【ARCHIVE】テマリシャス 家庭画報 祈りの宿る手毬暦 – 8月 麻の葉

[ARCHIVE] Temaricious Home Pictorial Temari Calendar Where Prayers Live – August Asaha

This is TEMARICIOUS past blog archive written by Rika.


Although the rainy season is in full swing in Tokyo, the August issue of Keitai Gaho has already been released on July 1st. How are you all doing?

The theme of August's ``Prayer-filled Temari Calendar'' is ``Asanoha''.

Most people who make temari probably love the hemp leaf pattern, which is a traditional pattern that is so good to make and so good. It is a pattern that appears in Temaricious's Temari class after about 6 basic classes, and everyone loves it.

Recently, we have seen hemp leaf tiles being used for the interior of stores and downtown areas, and when it comes to traditional Japanese patterns, the motif of "hema leaf" is loved all over the world, and it is a geometric pattern that gives a sense of the depth of Japan. I think he is a representative player. The Asanoha tiles that I like are apparently made by Nagoya Mosaic Industry Co., Ltd.

This time's haiku is

As the hemp leaves grow and cool down

Rinka Ohno

It's a landscape of a hemp field in Shinshu, and I've only seen pictures of hemp fields so I'd like to see it someday. The cut part of a hemp leaf (cannabis plant) is well represented by a geometric triangular pattern in the hemp leaf pattern.
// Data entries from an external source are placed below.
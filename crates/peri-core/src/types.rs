//! Core domain types

use serde::{Deserialize, Serialize};
use std::fmt;

pub use peri_protocol::ConnectionStatus;

/// Unique identifier for a machine
#[derive(Debug, Clone, PartialEq, Eq, Hash, Serialize, Deserialize)]
pub struct MachineId(pub String);

impl MachineId {
    /// Create a new machine ID
    pub fn new(id: impl Into<String>) -> Self {
        Self(id.into())
    }

    /// Get the raw ID string
    pub fn as_str(&self) -> &str {
        &self.0
    }
}

impl fmt::Display for MachineId {
    fn fmt(&self, f: &mut fmt::Formatter<'_>) -> fmt::Result {
        write!(f, "{}", self.0)
    }
}

impl From<String> for MachineId {
    fn from(s: String) -> Self {
        Self(s)
    }
}

impl From<&str> for MachineId {
    fn from(s: &str) -> Self {
        Self(s.to_string())
    }
}

/// A machine as reported by the external machines store
///
/// The orchestrator only reads these; creation and updates belong to the
/// REST layer that syncs the machine list.
#[derive(Debug, Clone, PartialEq, Eq, Serialize, Deserialize)]
pub struct MachineRecord {
    /// Stable machine identity
    pub id: MachineId,
    /// Whether the daemon last reported itself online
    pub is_online: bool,
    /// Realtime tunnel endpoint, if the machine has one provisioned
    pub endpoint: Option<String>,
}

impl MachineRecord {
    /// Create a record
    pub fn new(id: impl Into<MachineId>, is_online: bool, endpoint: Option<String>) -> Self {
        Self {
            id: id.into(),
            is_online,
            endpoint,
        }
    }

    /// Whether a connection should be held to this machine
    pub fn is_connectable(&self) -> bool {
        self.is_online && self.endpoint.is_some()
    }
}

#[cfg(test)]
mod tests {
    use super::*;

    #[test]
    fn test_machine_id_display() {
        let id = MachineId::new("m1");
        assert_eq!(format!("{}", id), "m1");
    }

    #[test]
    fn test_connectable_requires_online_and_endpoint() {
        let m = MachineRecord::new("m1", true, Some("wss://a".to_string()));
        assert!(m.is_connectable());

        let m = MachineRecord::new("m2", false, Some("wss://b".to_string()));
        assert!(!m.is_connectable());

        let m = MachineRecord::new("m3", true, None);
        assert!(!m.is_connectable());
    }
}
We had a strategy meeting with the editorial department because we wanted to deliver "coolness" to everyone along with this haiku that includes the words "hemp leaves" and "coolness."

I suddenly noticed that it was ``colored like a child's yukata.'' So we decided on the colors orange, purple, and pink. The image is that the pattern on the yukata that children wear to summer festivals is hemp leaves. There are many temari with hemp leaf patterns, but we have created a wide variety of temari with a balance in mind, including large ones, ones with detailed patterns, and ones with tightly layered threads.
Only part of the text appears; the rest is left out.